[To do]
The records below are to be reproduced word for word.

(Stored data)
+ + +

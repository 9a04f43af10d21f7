//! TUI rendering traits for duet layouts.
//!
//! This module provides extension traits that add colored terminal rendering
//! to duet-core types using owo_colors.

use duet_core::RejectedEvent;
use duet_core::dual::{DualSlot, DualView};
use duet_core::layout::{ClusterLayout, EventBox};
use duet_core::timeline::{DayLayout, MonthCell, MonthView};
use owo_colors::OwoColorize;

/// Extension trait for TUI rendering with colors.
pub trait Render {
    fn render(&self) -> String;
}

/// Format minutes since midnight as HH:MM (1440 renders as 24:00).
pub fn clock(minute: u32) -> String {
    format!("{:02}:{:02}", minute / 60, minute % 60)
}

impl Render for EventBox {
    fn render(&self) -> String {
        let before = if self.continues_before { "…" } else { "" };
        let after = if self.continues_after { "…" } else { "" };
        let time = format!(
            "{}{}–{}{}",
            before,
            clock(self.start_minute),
            clock(self.end_minute),
            after
        );
        let column = format!("[{}/{}]", self.column + 1, self.columns);

        format!("{} {} {}", column.dimmed(), time.cyan(), self.title)
    }
}

/// Rendering that labels each event box with the zone its times are in.
pub trait ZonedRender {
    fn render_with_zones(&self) -> String;
}

impl ZonedRender for EventBox {
    fn render_with_zones(&self) -> String {
        format!("{} {}", self.render(), format!("({})", self.zone).dimmed())
    }
}

fn render_cluster(cluster: &ClusterLayout, zones: bool) -> String {
    let mut lines: Vec<String> = cluster
        .boxes
        .iter()
        .map(|b| {
            let line = if zones { b.render_with_zones() } else { b.render() };
            format!("  {line}")
        })
        .collect();

    if let Some(marker) = &cluster.overflow {
        lines.push(format!(
            "  {} {}",
            marker.label().yellow().bold(),
            format!("({})", marker.hidden_ids.join(", ")).dimmed()
        ));
    }

    lines.join("\n")
}

fn render_day(day: &DayLayout, zones: bool) -> String {
    let mut lines = vec![day.date.format("%a %b %-d").to_string().bold().to_string()];

    for entry in &day.all_day {
        lines.push(format!("  {} {}", "all-day".magenta(), entry.title));
    }

    if day.clusters.is_empty() && day.all_day.is_empty() {
        lines.push(format!("  {}", "No events".dimmed()));
    }

    for (i, cluster) in day.clusters.iter().enumerate() {
        if i > 0 || !day.all_day.is_empty() {
            lines.push(String::new());
        }
        lines.push(render_cluster(cluster, zones));
    }

    lines.join("\n")
}

impl Render for ClusterLayout {
    fn render(&self) -> String {
        render_cluster(self, false)
    }
}

impl Render for DayLayout {
    fn render(&self) -> String {
        render_day(self, false)
    }
}

impl ZonedRender for DayLayout {
    fn render_with_zones(&self) -> String {
        render_day(self, true)
    }
}

impl Render for MonthCell {
    fn render(&self) -> String {
        let day = format!("{:>2}", self.date.format("%-d"));
        let day = if self.in_month {
            day.bold().to_string()
        } else {
            day.dimmed().to_string()
        };

        let mut parts = vec![day];
        parts.extend(self.titles.iter().cloned());
        if self.overflow > 0 {
            parts.push(format!("+{}", self.overflow).yellow().to_string());
        }
        parts.join("  ")
    }
}

impl Render for MonthView {
    fn render(&self) -> String {
        let mut lines = Vec::new();

        for (i, week) in self.weeks.iter().enumerate() {
            if i > 0 {
                lines.push(String::new());
            }
            for cell in week {
                let line = cell.render();
                lines.push(if cell.titles.is_empty() && cell.overflow == 0 {
                    line.dimmed().to_string()
                } else {
                    line
                });
            }
        }

        lines.join("\n")
    }
}

impl Render for DualSlot {
    fn render(&self) -> String {
        let side = |title: &Option<String>, hidden: usize| {
            let text = title.clone().unwrap_or_else(|| "·".to_string());
            let text = format!("{text:<28}");
            let hidden = if hidden > 0 {
                format!(" +{hidden}").yellow().to_string()
            } else {
                String::new()
            };
            format!("{text}{hidden}")
        };

        format!(
            "{}  {}  {}",
            self.time.to_string().cyan(),
            side(&self.user, self.hidden_user).green(),
            side(&self.partner, self.hidden_partner).blue()
        )
    }
}

/// Dual view rendering, optionally including empty slots.
pub trait DualViewRender {
    fn render(&self, all: bool) -> String;
}

impl DualViewRender for DualView {
    fn render(&self, all: bool) -> String {
        let mut lines = vec![format!(
            "{}  {:<28}  {}",
            self.date.format("%a %b %-d").to_string().bold(),
            "You".green().bold(),
            "Partner".blue().bold()
        )];

        let slots: Vec<&DualSlot> = if all {
            self.slots.iter().collect()
        } else {
            self.occupied().collect()
        };

        if slots.is_empty() {
            lines.push(format!("  {}", "No events".dimmed()));
        }
        lines.extend(slots.iter().map(|s| s.render()));

        lines.join("\n")
    }
}

impl Render for RejectedEvent {
    fn render(&self) -> String {
        format!("{} {} {}", "!".red(), self.event_id.red(), self.reason.dimmed())
    }
}

/// Render the rejected events footer, or nothing when there are none.
pub fn render_rejected(rejected: &[RejectedEvent]) -> Option<String> {
    if rejected.is_empty() {
        return None;
    }

    let mut lines = vec![format!("Skipped {} event(s):", rejected.len()).red().to_string()];
    lines.extend(rejected.iter().map(|r| format!("   {}", r.render())));
    Some(lines.join("\n"))
}

#[cfg(test)]
mod tests {
    use super::*;

    #[test]
    fn test_clock_formatting() {
        assert_eq!(clock(0), "00:00");
        assert_eq!(clock(9 * 60 + 5), "09:05");
        assert_eq!(clock(1440), "24:00");
    }

    #[test]
    fn test_zoned_render_labels_box_with_its_zone() {
        let event_box = EventBox {
            event_id: "a".to_string(),
            title: "Flight".to_string(),
            zone: "America/New_York".to_string(),
            start_minute: 9 * 60,
            end_minute: 10 * 60,
            column: 0,
            columns: 1,
            x: 0.0,
            y: 540.0,
            width: 300.0,
            height: 60.0,
            continues_before: false,
            continues_after: false,
        };

        assert!(!event_box.render().contains("America/New_York"));
        assert!(event_box.render_with_zones().contains("(America/New_York)"));
    }

    #[test]
    fn test_no_rejected_footer_when_empty() {
        assert!(render_rejected(&[]).is_none());
    }
}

+ + +

[Task response]
repository 9a04f43af10d21f7
//! TUI rendering traits for duet layouts.
//!
//! This module provides extension traits that add colored terminal rendering
//! to duet-core types using owo_colors.

use duet_core::RejectedEvent;
use duet_core::dual::{DualSlot, DualView};
use duet_core::layout::{ClusterLayout, EventBox};
use duet_core::timeline::{DayLayout, MonthCell, MonthView};
use owo_colors::OwoColorize;

/// Extension trait for TUI rendering with colors.
pub trait Render {
    fn render(&self) -> String;
}

/// Format minutes since midnight as HH:MM (1440 renders as 24:00).
pub fn clock(minute: u32) -> String {
    format!("{:02}:{:02}", minute / 60, minute % 60)
}

impl Render for EventBox {
    fn render(&self) -> String {
        let before = if self.continues_before { "…" } else { "" };
        let after = if self.continues_after { "…" } else { "" };
        let time = format!(
            "{}{}–{}{}",
            before,
            clock(self.start_minute),
            clock(self.end_minute),
            after
        );
        let column = format!("[{}/{}]", self.column + 1, self.columns);

        format!("{} {} {}", column.dimmed(), time.cyan(), self.title)
    }
}

/// Rendering that labels each event box with the zone its times are in.
pub trait ZonedRender {
    fn render_with_zones(&self) -> String;
}

impl ZonedRender for EventBox {
    fn render_with_zones(&self) -> String {
        format!("{} {}", self.render(), format!("({})", self.zone).dimmed())
    }
}

fn render_cluster(cluster: &ClusterLayout, zones: bool) -> String {
    let mut lines: Vec<String> = cluster
        .boxes
        .iter()
        .map(|b| {
            let line = if zones { b.render_with_zones() } else { b.render() };
            format!("  {line}")
        })
        .collect();

    if let Some(marker) = &cluster.overflow {
        lines.push(format!(
            "  {} {}",
            marker.label().yellow().bold(),
            format!("({})", marker.hidden_ids.join(", ")).dimmed()
        ));
    }

    lines.join("\n")
}

fn render_day(day: &DayLayout, zones: bool) -> String {
    let mut lines = vec![day.date.format("%a %b %-d").to_string().bold().to_string()];

    for entry in &day.all_day {
        lines.push(format!("  {} {}", "all-day".magenta(), entry.title));
    }

    if day.clusters.is_empty() && day.all_day.is_empty() {
        lines.push(format!("  {}", "No events".dimmed()));
    }

    for (i, cluster) in day.clusters.iter().enumerate() {
        if i > 0 || !day.all_day.is_empty() {
            lines.push(String::new());
        }
        lines.push(render_cluster(cluster, zones));
    }

    lines.join("\n")
}

impl Render for ClusterLayout {
    fn render(&self) -> String {
        render_cluster(self, false)
    }
}

impl Render for DayLayout {
    fn render(&self) -> String {
        render_day(self, false)
    }
}

impl ZonedRender for DayLayout {
    fn render_with_zones(&self) -> String {
        render_day(self, true)
    }
}

impl Render for MonthCell {
    fn render(&self) -> String {
        let day = format!("{:>2}", self.date.format("%-d"));
        let day = if self.in_month {
            day.bold().to_string()
        } else {
            day.dimmed().to_string()
        };

        let mut parts = vec![day];
        parts.extend(self.titles.iter().cloned());
        if self.overflow > 0 {
            parts.push(format!("+{}", self.overflow).yellow().to_string());
        }
        parts.join("  ")
    }
}

impl Render for MonthView {
    fn render(&self) -> String {
        let mut lines = Vec::new();

        for (i, week) in self.weeks.iter().enumerate() {
            if i > 0 {
                lines.push(String::new());
            }
            for cell in week {
                let line = cell.render();
                lines.push(if cell.titles.is_empty() && cell.overflow == 0 {
                    line.dimmed().to_string()
                } else {
                    line
                });
            }
        }

        lines.join("\n")
    }
}

impl Render for DualSlot {
    fn render(&self) -> String {
        let side = |title: &Option<String>, hidden: usize| {
            let text = title.clone().unwrap_or_else(|| "·".to_string());
            let text = format!("{text:<28}");
            let hidden = if hidden > 0 {
                format!(" +{hidden}").yellow().to_string()
            } else {
                String::new()
            };
            format!("{text}{hidden}")
        };

        format!(
            "{}  {}  {}",
            self.time.to_string().cyan(),
            side(&self.user, self.hidden_user).green(),
            side(&self.partner, self.hidden_partner).blue()
        )
    }
}

/// Dual view rendering, optionally including empty slots.
pub trait DualViewRender {
    fn render(&self, all: bool) -> String;
}

impl DualViewRender for DualView {
    fn render(&self, all: bool) -> String {
        let mut lines = vec![format!(
            "{}  {:<28}  {}",
            self.date.format("%a %b %-d").to_string().bold(),
            "You".green().bold(),
            "Partner".blue().bold()
        )];

        let slots: Vec<&DualSlot> = if all {
            self.slots.iter().collect()
        } else {
            self.occupied().collect()
        };

        if slots.is_empty() {
            lines.push(format!("  {}", "No events".dimmed()));
        }
        lines.extend(slots.iter().map(|s| s.render()));

        lines.join("\n")
    }
}

impl Render for RejectedEvent {
    fn render(&self) -> String {
        format!("{} {} {}", "!".red(), self.event_id.red(), self.reason.dimmed())
    }
}

/// Render the rejected events footer, or nothing when there are none.
pub fn render_rejected(rejected: &[RejectedEvent]) -> Option<String> {
    if rejected.is_empty() {
        return None;
    }

    let mut lines = vec![format!("Skipped {} event(s):", rejected.len()).red().to_string()];
    lines.extend(rejected.iter().map(|r| format!("   {}", r.render())));
    Some(lines.join("\n"))
}

#[cfg(test)]
mod tests {
    use super::*;

    #[test]
    fn test_clock_formatting() {
        assert_eq!(clock(0), "00:00");
        assert_eq!(clock(9 * 60 + 5), "09:05");
        assert_eq!(clock(1440), "24:00");
    }

    #[test]
    fn test_zoned_render_labels_box_with_its_zone() {
        let event_box = EventBox {
            event_id: "a".to_string(),
            title: "Flight".to_string(),
            zone: "America/New_York".to_string(),
            start_minute: 9 * 60,
            end_minute: 10 * 60,
            column: 0,
            columns: 1,
            x: 0.0,
            y: 540.0,
            width: 300.0,
            height: 60.0,
            continues_before: false,
            continues_after: false,
        };

        assert!(!event_box.render().contains("America/New_York"));
        assert!(event_box.render_with_zones().contains("(America/New_York)"));
    }

    #[test]
    fn test_no_rejected_footer_when_empty() {
        assert!(render_rejected(&[]).is_none());
    }
}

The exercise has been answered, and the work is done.